AIM OF THE TASK: From the entries, return every line where the string "exactly" shows up.

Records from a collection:

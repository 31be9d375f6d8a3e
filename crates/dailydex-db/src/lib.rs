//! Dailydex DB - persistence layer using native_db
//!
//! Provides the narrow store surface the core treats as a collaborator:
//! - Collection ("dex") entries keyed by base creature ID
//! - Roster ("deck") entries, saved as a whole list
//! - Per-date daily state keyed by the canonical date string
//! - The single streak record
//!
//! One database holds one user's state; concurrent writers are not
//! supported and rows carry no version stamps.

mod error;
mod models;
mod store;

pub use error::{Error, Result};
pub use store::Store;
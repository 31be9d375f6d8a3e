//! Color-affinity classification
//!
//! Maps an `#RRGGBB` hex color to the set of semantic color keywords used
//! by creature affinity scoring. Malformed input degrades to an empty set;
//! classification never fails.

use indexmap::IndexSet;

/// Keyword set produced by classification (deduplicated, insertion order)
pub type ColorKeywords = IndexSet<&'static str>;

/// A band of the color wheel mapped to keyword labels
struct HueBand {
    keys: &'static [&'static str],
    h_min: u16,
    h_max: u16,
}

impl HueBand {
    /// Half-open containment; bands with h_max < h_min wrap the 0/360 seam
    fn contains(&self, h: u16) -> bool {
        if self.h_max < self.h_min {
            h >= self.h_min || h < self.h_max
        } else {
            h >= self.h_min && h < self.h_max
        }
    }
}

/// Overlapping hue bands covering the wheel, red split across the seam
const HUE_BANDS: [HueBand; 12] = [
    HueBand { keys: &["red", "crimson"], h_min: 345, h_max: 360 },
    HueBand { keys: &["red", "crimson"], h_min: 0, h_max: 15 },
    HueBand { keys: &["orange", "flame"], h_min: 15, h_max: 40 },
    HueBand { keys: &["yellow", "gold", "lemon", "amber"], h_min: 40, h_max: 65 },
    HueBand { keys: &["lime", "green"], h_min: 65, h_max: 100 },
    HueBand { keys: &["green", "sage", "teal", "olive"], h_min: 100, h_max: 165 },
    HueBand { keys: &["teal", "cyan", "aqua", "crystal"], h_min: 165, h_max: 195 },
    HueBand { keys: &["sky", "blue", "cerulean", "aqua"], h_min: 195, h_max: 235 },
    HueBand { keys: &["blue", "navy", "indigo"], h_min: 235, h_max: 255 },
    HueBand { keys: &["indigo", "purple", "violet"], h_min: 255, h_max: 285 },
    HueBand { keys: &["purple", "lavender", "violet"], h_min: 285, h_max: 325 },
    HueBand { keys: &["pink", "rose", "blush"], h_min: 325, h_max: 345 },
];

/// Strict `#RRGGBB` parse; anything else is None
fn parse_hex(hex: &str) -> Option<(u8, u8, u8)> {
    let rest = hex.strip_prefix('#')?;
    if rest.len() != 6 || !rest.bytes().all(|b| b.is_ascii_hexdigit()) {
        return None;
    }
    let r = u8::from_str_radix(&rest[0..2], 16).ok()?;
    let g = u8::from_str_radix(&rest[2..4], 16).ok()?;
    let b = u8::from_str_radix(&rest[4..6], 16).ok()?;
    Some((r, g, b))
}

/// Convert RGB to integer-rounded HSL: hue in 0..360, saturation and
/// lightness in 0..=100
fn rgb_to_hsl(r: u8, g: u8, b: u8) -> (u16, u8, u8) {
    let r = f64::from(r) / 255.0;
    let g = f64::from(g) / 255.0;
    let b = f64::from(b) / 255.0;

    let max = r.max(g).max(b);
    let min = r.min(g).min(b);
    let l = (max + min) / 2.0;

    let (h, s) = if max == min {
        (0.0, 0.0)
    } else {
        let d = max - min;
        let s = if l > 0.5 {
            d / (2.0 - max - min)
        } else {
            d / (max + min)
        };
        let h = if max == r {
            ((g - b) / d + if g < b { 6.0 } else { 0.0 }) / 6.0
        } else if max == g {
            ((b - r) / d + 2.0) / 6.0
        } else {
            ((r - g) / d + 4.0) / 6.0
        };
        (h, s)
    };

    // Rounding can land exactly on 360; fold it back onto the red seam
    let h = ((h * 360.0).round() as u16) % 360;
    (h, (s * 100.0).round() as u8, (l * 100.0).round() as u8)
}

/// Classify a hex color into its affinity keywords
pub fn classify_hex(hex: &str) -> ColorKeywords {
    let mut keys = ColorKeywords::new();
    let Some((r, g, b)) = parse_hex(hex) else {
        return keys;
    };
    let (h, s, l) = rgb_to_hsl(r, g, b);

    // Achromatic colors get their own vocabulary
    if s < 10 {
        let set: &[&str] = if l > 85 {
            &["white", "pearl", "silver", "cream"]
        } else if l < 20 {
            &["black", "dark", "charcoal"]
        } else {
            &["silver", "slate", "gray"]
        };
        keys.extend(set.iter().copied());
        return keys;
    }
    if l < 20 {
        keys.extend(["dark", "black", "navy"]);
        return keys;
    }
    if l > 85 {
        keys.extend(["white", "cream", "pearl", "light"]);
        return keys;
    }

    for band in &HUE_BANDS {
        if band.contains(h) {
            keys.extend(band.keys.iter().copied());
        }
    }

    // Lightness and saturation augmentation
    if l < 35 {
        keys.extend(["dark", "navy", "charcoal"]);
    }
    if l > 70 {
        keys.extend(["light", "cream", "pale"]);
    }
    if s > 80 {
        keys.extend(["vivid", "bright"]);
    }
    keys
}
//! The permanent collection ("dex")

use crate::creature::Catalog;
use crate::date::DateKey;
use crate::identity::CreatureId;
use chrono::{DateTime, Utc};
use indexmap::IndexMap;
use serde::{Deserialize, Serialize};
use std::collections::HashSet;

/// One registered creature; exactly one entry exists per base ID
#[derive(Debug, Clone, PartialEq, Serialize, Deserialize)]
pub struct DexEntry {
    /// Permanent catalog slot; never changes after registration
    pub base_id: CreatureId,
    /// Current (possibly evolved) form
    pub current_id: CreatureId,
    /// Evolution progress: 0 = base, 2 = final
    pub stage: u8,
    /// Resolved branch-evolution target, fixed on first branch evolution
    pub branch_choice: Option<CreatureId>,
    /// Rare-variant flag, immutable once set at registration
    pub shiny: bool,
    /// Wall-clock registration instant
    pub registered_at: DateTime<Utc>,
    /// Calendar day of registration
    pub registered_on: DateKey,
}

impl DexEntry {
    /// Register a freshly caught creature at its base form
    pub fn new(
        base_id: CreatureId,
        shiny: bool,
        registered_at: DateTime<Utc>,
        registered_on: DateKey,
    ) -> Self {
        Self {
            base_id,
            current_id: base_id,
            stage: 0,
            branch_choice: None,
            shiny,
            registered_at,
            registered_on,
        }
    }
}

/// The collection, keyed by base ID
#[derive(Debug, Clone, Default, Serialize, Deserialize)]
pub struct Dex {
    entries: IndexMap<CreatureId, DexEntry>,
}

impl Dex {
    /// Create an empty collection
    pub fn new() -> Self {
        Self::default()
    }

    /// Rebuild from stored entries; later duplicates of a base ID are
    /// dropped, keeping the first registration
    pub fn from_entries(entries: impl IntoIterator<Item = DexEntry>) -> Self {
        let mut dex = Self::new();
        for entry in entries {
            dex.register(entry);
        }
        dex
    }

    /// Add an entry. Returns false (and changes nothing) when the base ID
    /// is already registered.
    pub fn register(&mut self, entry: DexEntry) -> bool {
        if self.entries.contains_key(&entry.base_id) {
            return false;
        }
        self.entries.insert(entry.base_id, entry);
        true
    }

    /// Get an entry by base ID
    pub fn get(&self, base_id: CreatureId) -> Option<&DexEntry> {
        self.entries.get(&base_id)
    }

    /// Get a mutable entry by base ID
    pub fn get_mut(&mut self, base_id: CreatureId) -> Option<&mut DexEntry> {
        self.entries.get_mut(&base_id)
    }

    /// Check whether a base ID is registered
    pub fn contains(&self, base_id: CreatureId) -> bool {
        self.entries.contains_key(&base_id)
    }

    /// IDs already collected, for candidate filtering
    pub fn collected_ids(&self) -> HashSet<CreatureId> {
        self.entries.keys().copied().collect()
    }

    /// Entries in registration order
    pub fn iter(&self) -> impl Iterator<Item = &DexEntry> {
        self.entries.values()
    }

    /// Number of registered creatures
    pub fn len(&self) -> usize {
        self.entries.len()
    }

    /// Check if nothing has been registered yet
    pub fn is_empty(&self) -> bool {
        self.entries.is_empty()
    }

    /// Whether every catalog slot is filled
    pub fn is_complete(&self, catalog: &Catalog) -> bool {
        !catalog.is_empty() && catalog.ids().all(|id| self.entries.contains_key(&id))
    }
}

RESPONSE:
    // Rounding can land exactly on 360; fold it back onto the red seam
/// One registered creature; exactly one entry exists per base ID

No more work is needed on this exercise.